|Arriving at the Swart Beck checkpoint, pleased to see Stuart|
This year I learned from some of the mistakes and drove up the night before, staying on the floor in the event centre at Askham Village Hall.
I woke at six after a fairly fitful night's sleep and had a fairly leisurely preparation, chatting with Joe, Keith and Pauline, Nick Ham, Adrian Donnelly and Dale Colclough and his partner Den. The event format allows starts from seven until nine, but the first manned checkpoint, at Patterdale about 10 miles in, only opens at 9:30. I'd decided to start about quarter to eight so the checkpoint would be open and any rush of waiting runners would be gone before I got there.
|Lovely relaxing cup of tea, thank you Pauline!|
|Having a natter before the start...|
Onwards along the road into Boredale and I were nicely matched for pace and managed a good conversation until the top of the Hause where I let him run on as I felt I'd gone rather faster than I originally had intended. I dropped into the Patterdale checkpoint 50 minutes after leaving Martindale.
|Passing the SportSunday camera lady at Greenside|
|Closely followed by Adrian and Dale|
|Nice impressionist view of other competitors approaching Swart Beck|
The descent down to Stanah is marginally easier to the right and I followed a quicker runner who'd just passed me on the way down. I got to Stanah 43 minutes after leaving Swart Beck (3:23 total). At this point I'd decided to bail last year and hiked up the road to Swirls so I didn't know the rest of the route intimately.

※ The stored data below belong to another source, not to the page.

impl Content {
    /// Assigns persistent ids to every node reachable from a registered
    /// system, fills in empty transition ids and rebuilds the index.
    ///
    /// Running it twice on an unchanged arena yields the same ids.
    pub fn assign_persistent_ids(&mut self) {
        let mut assigned: Vec<(NodeId, String)> = Vec::new();
        let mut seen: HashSet<NodeId> = HashSet::new();
        let mut taken: HashSet<String> = HashSet::new();

        let systems: Vec<(String, NodeId)> = self
            .systems
            .iter()
            .map(|(name, root)| (name.clone(), *root))
            .collect();

        for (system, root) in &systems {
            self.walk_tree(*root, system.clone(), &mut assigned, &mut seen, &mut taken);
        }

        // Transition-only nodes, discovered breadth-first from each system.
        for (system, root) in &systems {
            let mut queue: VecDeque<NodeId> = self.subtree(*root).into();
            let mut visited: HashSet<NodeId> = queue.iter().copied().collect();
            while let Some(id) = queue.pop_front() {
                let Some(node) = self.node(id) else { continue };
                let targets: Vec<NodeId> = node.transitions.iter().filter_map(|t| t.target).collect();
                for target in targets {
                    if !visited.insert(target) {
                        continue;
                    }
                    if !seen.contains(&target) {
                        let top = self.tree_root(target);
                        if let Some(top_node) = self.node(top) {
                            let base = format!("{}/{}", system, top_node.name);
                            self.walk_tree(top, base, &mut assigned, &mut seen, &mut taken);
                        }
                        for member in self.subtree(top) {
                            if visited.insert(member) {
                                queue.push_back(member);
                            }
                        }
                    }
                    queue.push_back(target);
                }
            }
        }

        self.index.clear();
        for (id, pid) in assigned {
            self.index.insert(pid.clone(), id);
            if let Some(node) = self.node_mut(id) {
                for (idx, transition) in node.transitions.iter_mut().enumerate() {
                    if transition.id.is_empty() {
                        transition.id = format!("{}#{}", pid, idx);
                    }
                }
                node.persistent_id = pid;
            }
        }
        debug!(indexed = self.index.len(), "assigned persistent ids");
    }

    fn walk_tree(
        &self,
        root: NodeId,
        root_pid: String,
        assigned: &mut Vec<(NodeId, String)>,
        seen: &mut HashSet<NodeId>,
        taken: &mut HashSet<String>,
    ) {
        let mut stack = vec![(root, root_pid)];
        while let Some((id, candidate)) = stack.pop() {
            if !seen.insert(id) {
                continue;
            }
            let Some(node) = self.node(id) else { continue };
            let pid = claim_pid(candidate, taken);
            if !pid.ends_with(node.name.as_str()) {
                debug!(node = %node.name, persistent_id = %pid, "persistent id disambiguated");
            }
            for child in node.children.iter().rev() {
                if let Some(child_node) = self.node(*child) {
                    stack.push((*child, format!("{}/{}", pid, child_node.name)));
                }
            }
            assigned.push((id, pid));
        }
    }

    /// Finds the node a persistent id refers to, trying in order: the index;
    /// a node with the same trailing name in any system's child tree; a
    /// transition-only node with that name. Never modifies ids or the index.
    pub fn lookup(&self, pid: &str) -> Resolution {
        if let Some(id) = self.index.get(pid) {
            return Resolution::Exact(*id);
        }
        if pid.is_empty() {
            return Resolution::Unresolved;
        }

        let name = trailing_name(pid);
        let parent_name = parent_segment(pid);
        let system = system_segment(pid);

        let tree_nodes: HashSet<NodeId> = self
            .systems
            .values()
            .flat_map(|root| self.subtree(*root))
            .collect();

        // Prefer a candidate whose parent matches the path's parent segment,
        // then one inside the path's own system.
        let best = self
            .systems
            .iter()
            .flat_map(|(sys, root)| self.subtree(*root).into_iter().map(move |id| (sys.as_str(), id)))
            .filter(|(_, id)| self.node(*id).map(|n| n.name == name).unwrap_or(false))
            .max_by_key(|(sys, id)| {
                let parent_match = parent_name.is_some()
                    && self
                        .node(*id)
                        .and_then(|n| n.parent)
                        .and_then(|p| self.node(p))
                        .map(|p| Some(p.name.as_str()) == parent_name)
                        .unwrap_or(false);
                // max_by_key keeps the last maximum; invert the index so the
                // earliest node wins ties.
                (parent_match, *sys == system, u32::MAX - id.0)
            })
            .map(|(_, id)| id);

        if let Some(id) = best {
            return Resolution::Healed(id);
        }

        let mut order: Vec<NodeId> = tree_nodes.iter().copied().collect();
        order.sort();
        let mut queue: VecDeque<NodeId> = order.into();
        let mut visited = tree_nodes;
        while let Some(id) = queue.pop_front() {
            let Some(node) = self.node(id) else { continue };
            for target in node.transitions.iter().filter_map(|t| t.target) {
                if !visited.insert(target) {
                    continue;
                }
                if self.node(target).map(|n| n.name == name).unwrap_or(false) {
                    return Resolution::Dynamic(target);
                }
                queue.push_back(target);
            }
        }

        Resolution::Unresolved
    }

    /// [`Content::lookup`], then records the match: a healed node takes the
    /// requested path as its id, and a dynamic match is indexed under it.
    pub fn resolve_strict(&mut self, pid: &str) -> Resolution {
        let resolution = self.lookup(pid);
        match resolution {
            Resolution::Healed(id) => self.heal(id, pid),
            Resolution::Dynamic(id) => {
                self.index.insert(pid.to_string(), id);
            }
            _ => {}
        }
        resolution
    }

    /// Like [`Content::resolve_strict`], falling back to the root of
    /// `fallback_system` with a warning.
    pub fn resolve(&mut self, pid: &str, fallback_system: &str) -> Resolution {
        let resolution = self.resolve_strict(pid);
        if resolution.node().is_some() {
            return resolution;
        }
        match self.system_root(fallback_system) {
            Some(root) => {
                warn!(persistent_id = %pid, system = %fallback_system, "node not found; falling back to system root");
                Resolution::Fallback(root)
            }
            None => {
                warn!(persistent_id = %pid, system = %fallback_system, "node not found and system has no root");
                Resolution::Unresolved
            }
        }
    }

    fn heal(&mut self, id: NodeId, pid: &str) {
        let Some(node) = self.node_mut(id) else { return };
        let old = std::mem::replace(&mut node.persistent_id, pid.to_string());
        warn!(from = %old, to = %pid, "persistent id healed by name match");
        if self.index.get(&old) == Some(&id) {
            self.index.remove(&old);
        }
        self.index.insert(pid.to_string(), id);
    }
}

From Stanah to Swirls the route uses the public right of way following the intake wall above the fields of Thirlspot. This is probably the most technical section of the route, mostly singletrack and with lots and lots of rocks embedded in the path. I took the opportunity to take on a bit of water and half a Go-Ahead bar, walking quite a bit of this section before dropping into Swirls car park to meet Den and a couple of other check point staff. 26 minutes from Stanah (3:49 total).
I dumped a sarnie which I guessed I wasn't going to eat with Den, took on a few bits of banana and set off on the forest road towards Dunmail. I was quickly passed by a couple of quicker guys and then made the first of two dodgy route decisions, choosing to go down the forest road and then climb up again to the end of the woods rather than use the permissive traversing path used by many of the other runners. I think this probably cost a minute or two - it gave Adrian the opportunity to catch and pass me just before the next checkpoint at Birkside Gill which I reached in 41 minutes from Swirls (4:30 total).
Immediately after the checkpoint there's a choice to either continue along the intake wall to Dunmail and then use the "gutter" path up to Grisedale Tarn, or to take a more direct line climbing up onto the brilliantly named Willie Wife Moor and contouring round into Raise Beck just below the col. I chose the latter option and it was very tough, on rough ground, and I was conscious I was moving quite slowly. Eventually I reached the beck, crossing it at the only point I could see which was safe (it was very full) and then using the path for the final couple of hundred yards up to the col. I made ehavy weather of the boggy section round the tarn and down towards Ruthwaite Lodge and finally realised something wasn't right with a lot of folk passing me. I was hungry so I ate - two more Go Aheads and a gel. This got me going again and by the flatter section of the valley I was running reasonably well again. After a minor road rage incident with (you guessed) a white van, I jogged into the Patterdale checkpoint 1:54 after leaving Birkside Gill, and 6:23 total time. The loop round Helvellyn took four and a half hours. This was easily my worst leg.
|Just after leaving Patterdale to climb to Boredale Hause|
Marie and three others with her went the high route from Martindale so I decided to try to grab a bit of ground back by using Dale's lower route again. I popped out on the path well ahead of them so stopped at a bench, drank some water and ate two thirds of a KitKat then got going again, alternately walking and running the fairly interminable section along the top of the fields above Ullswater. Eventually this starts to climb quite steeply and I hit the climb just after being passed by one of the more elite runners. He came straight back to me on the climb so I asked if he was ok and foisted the rest of my KitKat off on him. It must have worked because he got going again and passed me up by the stone circle. I was glad there were a lot of runners about as it was getting dark now and together we were able to set the right course across Moor Divock and hit the track spot on for the run in to Askham. I did most of this in company of another runner, and stayed in touch enough to find the quick way in to the finish, where Keith and Martin Stone were waiting with the final dibber and a results print out.
|Martin Stone and Keith Richards manning the finishing checkpoint with style!|
Overall I was pretty pleased with this, off very little distance work at all. My longest run since the CCC had been about 15 miles, and I've had no consistency with the long runs at all. It was a very enjoyable day out in the hills and a great learning experience as ever. Thanks to Joe and all his helpers at NAV4.